Recently, when I self-learnt Discrete Mathematics and Its Applications 8th by Kenneth Rosen, I had some questions about some statements in it.
Fur- thermore, if a polynomial worst-case time complexity algorithm were discovered for the traveling salesperson problem, many other difficult problems would also be solvable using polynomial worst-case time complexity algorithms (such as determining whether a proposition in n vari- ables is a tautology, discussed in Chapter 1).
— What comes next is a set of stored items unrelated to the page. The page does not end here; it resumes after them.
use glam::DVec2;
use ribbons_platform::{DiskId, DrawLayer, MeshId, RenderSink};
use tracing::debug;

use crate::caps::{CapSet, Disk};
use crate::config::RibbonConfig;
use crate::error::Result;
use crate::history::NodeHistory;
use crate::kinematics::{Kinematics, StepOrder};
use crate::mesh::{Layer, LayerPair, RibbonMesh, RibbonShape};
use crate::tangent::tangent_angle;

/// Where each layer goes in the compositor: borders behind fills.
pub fn draw_layer(layer: Layer) -> DrawLayer {
    match layer {
        Layer::Outer => DrawLayer::Back,
        Layer::Inner => DrawLayer::Front,
    }
}

/// A tapered two-layer ribbon following a turning head.
#[derive(Debug, Clone)]
pub struct RibbonTrail {
    config: RibbonConfig,
    kinematics: Kinematics,
    history: NodeHistory,
    mesh: RibbonMesh,
    caps: CapSet,
}

/// Sink-side handles created by [`RibbonTrail::attach`].
#[derive(Debug, Clone, Copy, PartialEq, Eq)]
pub struct RibbonBinding {
    pub meshes: LayerPair<MeshId>,
    pub head_caps: LayerPair<DiskId>,
    pub tail_caps: LayerPair<DiskId>,
}

impl RibbonTrail {
    pub fn new(config: RibbonConfig) -> Result<Self> {
        let shape = RibbonShape::new(config.width, config.border_width)?;
        let mesh = RibbonMesh::new(config.num_nodes, config.position, &shape)?;
        let history = NodeHistory::new(config.num_nodes, config.position)?;
        let kinematics = Kinematics::new(config.position, config.angle, config.speed)
            .with_angle_speed(config.angle_speed)
            .with_speed_accel(config.speed_accel);
        let caps = CapSet::new(config.position, &shape);
        debug!(
            "ribbon: {} nodes at ({}, {}), heading {:.3}, width {}/{}",
            config.num_nodes,
            config.position.x,
            config.position.y,
            config.angle,
            config.width,
            shape.inner_width()
        );
        Ok(Self {
            config,
            kinematics,
            history,
            mesh,
            caps,
        })
    }

    /// One frame: move the head, shift the history, rebuild both layers and
    /// recenter the caps.
    pub fn advance(&mut self) {
        let head = self.kinematics.step(StepOrder::HeadingFirst);
        self.history.advance(head);
        self.mesh.rebuild(&self.history);
        self.caps.recenter(self.history.head(), self.history.tail());
    }

    pub fn config(&self) -> &RibbonConfig {
        &self.config
    }

    pub fn kinematics(&self) -> &Kinematics {
        &self.kinematics
    }

    pub fn len(&self) -> usize {
        self.history.len()
    }

    pub fn is_empty(&self) -> bool {
        self.history.is_empty()
    }

    pub fn node(&self, i: usize) -> DVec2 {
        self.history.node(i)
    }

    /// Newest first.
    pub fn nodes(&self) -> impl Iterator<Item = DVec2> + '_ {
        self.history.iter()
    }

    pub fn tangent_angle(&self, i: usize) -> f64 {
        tangent_angle(&self.history, i)
    }

    pub fn mesh(&self) -> &RibbonMesh {
        &self.mesh
    }

    pub fn caps(&self) -> &CapSet {
        &self.caps
    }

    /// Registers the strip meshes and cap disks with `sink`.
    ///
    /// The trail itself is already valid here, so only the sink can fail. A
    /// sink that fails partway may keep the visuals it created before the
    /// error; discard it rather than retrying on it.
    pub fn attach(&self, sink: &mut dyn RenderSink) -> ribbons_platform::Result<RibbonBinding> {
        let mut meshes = Vec::with_capacity(2);
        for layer in Layer::ALL {
            meshes.push(sink.create_strip_mesh(
                draw_layer(layer),
                *self.config.body_appearance.get(layer),
                self.mesh.vertices(layer),
                self.mesh.uvs(),
                self.mesh.indices(),
            )?);
        }
        let binding = RibbonBinding {
            meshes: LayerPair::new(meshes[0], meshes[1]),
            head_caps: self.create_caps(sink, &self.caps.head)?,
            tail_caps: self.create_caps(sink, &self.caps.tail)?,
        };
        debug!("ribbon attached: {:?}", binding);
        Ok(binding)
    }

    fn create_caps(
        &self,
        sink: &mut dyn RenderSink,
        disks: &LayerPair<Disk>,
    ) -> ribbons_platform::Result<LayerPair<DiskId>> {
        let mut create = |layer: Layer| {
            let disk = disks.get(layer);
            sink.create_disk(
                draw_layer(layer),
                *self.config.cap_appearance.get(layer),
                disk.center.to_array(),
                disk.radius,
            )
        };
        let outer = create(Layer::Outer)?;
        let inner = create(Layer::Inner)?;
        Ok(LayerPair::new(outer, inner))
    }

    /// Hands the current frame to `sink`. Call between `advance`s.
    pub fn present(&self, binding: &RibbonBinding, sink: &mut dyn RenderSink) {
        for layer in Layer::ALL {
            sink.vertices_changed(*binding.meshes.get(layer), self.mesh.vertices(layer));
            for (ids, disks) in [
                (&binding.head_caps, &self.caps.head),
                (&binding.tail_caps, &self.caps.tail),
            ] {
                let disk = disks.get(layer);
                sink.place_disk(*ids.get(layer), disk.center.to_array(), disk.radius);
            }
        }
    }
}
This follows from the theory of NP-completeness.
A practical approach to the traveling salesperson problem when there are many vertices to visit is to use an approximation algorithm. ... That is, they may produce a Hamilton circuit with total weight W′ such that $W \le W′ \le cW$, where W is the total length of an exact solution and c is a constant ... If such an algorithm existed, this would show that the class P would be the same as the class NP, perhaps the most famous open question about the complexity of algorithms
I knew that NP can only be "verifiable in polynomial time by a deterministic Turing machine" while P can be solved in polynomial time by a deterministic Turing machine.
Then if we find one approximation algorithm for NP-complete which adds the NP-hard property for NP, then it only approximates instead of solving the problem. If it can solve, then based on NP-complete, all NP problems can be solved.
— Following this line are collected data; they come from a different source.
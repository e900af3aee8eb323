//! Renderer abstraction traits so `ribbons-core` stays backend-agnostic.

use serde::{Deserialize, Serialize};

mod headless;

pub use crate::headless::{DiskRecord, HeadlessSink, MeshRecord};

pub type Result<T> = std::result::Result<T, Box<dyn std::error::Error + Send + Sync>>;

/// Opaque handle to a texture/material owned by the host renderer.
#[derive(Debug, Clone, Copy, PartialEq, Eq, Hash, Serialize, Deserialize)]
pub struct AppearanceId(pub u32);

#[derive(Debug, Clone, Copy, PartialEq, Eq, Hash, Serialize, Deserialize)]
pub struct MeshId(pub u32);

#[derive(Debug, Clone, Copy, PartialEq, Eq, Hash, Serialize, Deserialize)]
pub struct DiskId(pub u32);

/// Compositing group. Everything on `Back` is drawn before anything on `Front`.
#[derive(Debug, Clone, Copy, PartialEq, Eq, Hash, Serialize, Deserialize)]
pub enum DrawLayer {
    Back,
    Front,
}

/// Receives trail geometry from the core.
///
/// Creation calls happen once per visual and may fail. The per-frame calls
/// (`vertices_changed`, `place_disk`) are infallible: the caller guarantees the
/// id came from this sink and that the buffer length matches the one it was
/// created with. The sink must only read the buffers during the call.
pub trait RenderSink {
    fn create_strip_mesh(
        &mut self,
        layer: DrawLayer,
        appearance: AppearanceId,
        vertices: &[f32],
        uvs: &[f32],
        indices: &[u16],
    ) -> Result<MeshId>;

    fn create_disk(
        &mut self,
        layer: DrawLayer,
        appearance: AppearanceId,
        center: [f32; 2],
        radius: f32,
    ) -> Result<DiskId>;

    fn vertices_changed(&mut self, mesh: MeshId, vertices: &[f32]);

    fn place_disk(&mut self, disk: DiskId, center: [f32; 2], radius: f32);
}
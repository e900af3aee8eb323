use serde::{Deserialize, Serialize};
use tracing::{debug, trace, warn};

use crate::{AppearanceId, DiskId, DrawLayer, MeshId, RenderSink, Result};

#[derive(Debug, Clone, Serialize, Deserialize)]
pub struct MeshRecord {
    pub layer: DrawLayer,
    pub appearance: AppearanceId,
    pub vertices: Vec<f32>,
    pub uvs: Vec<f32>,
    pub indices: Vec<u16>,
    /// Bumped on every `vertices_changed`.
    pub revision: u64,
}

#[derive(Debug, Clone, Copy, Serialize, Deserialize)]
pub struct DiskRecord {
    pub layer: DrawLayer,
    pub appearance: AppearanceId,
    pub center: [f32; 2],
    pub radius: f32,
}

/// In-memory sink: keeps the latest state of every visual it was handed.
/// Used by the demo driver and by tests in place of a GPU backend.
#[derive(Debug, Default)]
pub struct HeadlessSink {
    meshes: Vec<MeshRecord>,
    disks: Vec<DiskRecord>,
}

impl HeadlessSink {
    pub fn new() -> Self {
        Self::default()
    }

    pub fn meshes(&self) -> &[MeshRecord] {
        &self.meshes
    }

    pub fn disks(&self) -> &[DiskRecord] {
        &self.disks
    }

    pub fn mesh(&self, id: MeshId) -> Option<&MeshRecord> {
        self.meshes.get(id.0 as usize)
    }

    pub fn disk(&self, id: DiskId) -> Option<&DiskRecord> {
        self.disks.get(id.0 as usize)
    }

    /// Total number of vertex floats across all meshes.
    pub fn vertex_float_count(&self) -> usize {
        self.meshes.iter().map(|m| m.vertices.len()).sum()
    }
}

fn next_id(len: usize) -> Result<u32> {
    u32::try_from(len).map_err(|_| "headless sink id space exhausted".into())
}

impl RenderSink for HeadlessSink {
    fn create_strip_mesh(
        &mut self,
        layer: DrawLayer,
        appearance: AppearanceId,
        vertices: &[f32],
        uvs: &[f32],
        indices: &[u16],
    ) -> Result<MeshId> {
        if vertices.len() != uvs.len() {
            return Err(format!(
                "vertex/uv length mismatch: {} vs {}",
                vertices.len(),
                uvs.len()
            )
            .into());
        }
        let id = MeshId(next_id(self.meshes.len())?);
        debug!(
            "headless: mesh {:?} on {:?} ({} vertices, {} indices)",
            id,
            layer,
            vertices.len() / 2,
            indices.len()
        );
        self.meshes.push(MeshRecord {
            layer,
            appearance,
            vertices: vertices.to_vec(),
            uvs: uvs.to_vec(),
            indices: indices.to_vec(),
            revision: 0,
        });
        Ok(id)
    }

    fn create_disk(
        &mut self,
        layer: DrawLayer,
        appearance: AppearanceId,
        center: [f32; 2],
        radius: f32,
    ) -> Result<DiskId> {
        let id = DiskId(next_id(self.disks.len())?);
        self.disks.push(DiskRecord {
            layer,
            appearance,
            center,
            radius,
        });
        Ok(id)
    }

    fn vertices_changed(&mut self, mesh: MeshId, vertices: &[f32]) {
        match self.meshes.get_mut(mesh.0 as usize) {
            Some(record) if record.vertices.len() == vertices.len() => {
                record.vertices.copy_from_slice(vertices);
                record.revision += 1;
                trace!("headless: mesh {:?} revision {}", mesh, record.revision);
            }
            Some(record) => warn!(
                "headless: mesh {:?} got {} floats, expected {}",
                mesh,
                vertices.len(),
                record.vertices.len()
            ),
            None => warn!("headless: unknown mesh {:?}", mesh),
        }
    }

    fn place_disk(&mut self, disk: DiskId, center: [f32; 2], radius: f32) {
        match self.disks.get_mut(disk.0 as usize) {
            Some(record) => {
                record.center = center;
                record.radius = radius;
            }
            None => warn!("headless: unknown disk {:?}", disk),
        }
    }
}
I also referred to one QA answer which states:
Proving an upper bound on the possible approximation is akin to P=NP
But the answer seems to not answer the reasons behind the relation between the approximation algorithm and $P=NP$. This is weaker than the above finding both the lower bound $W$ and the upper bound $cW$.
Q:
How does the approximation algorithm for one NP-complete problem show that "we can show the existence of an algorithm that solves any given instance of problem in NP in polynomial time", i.e. $P=NP$?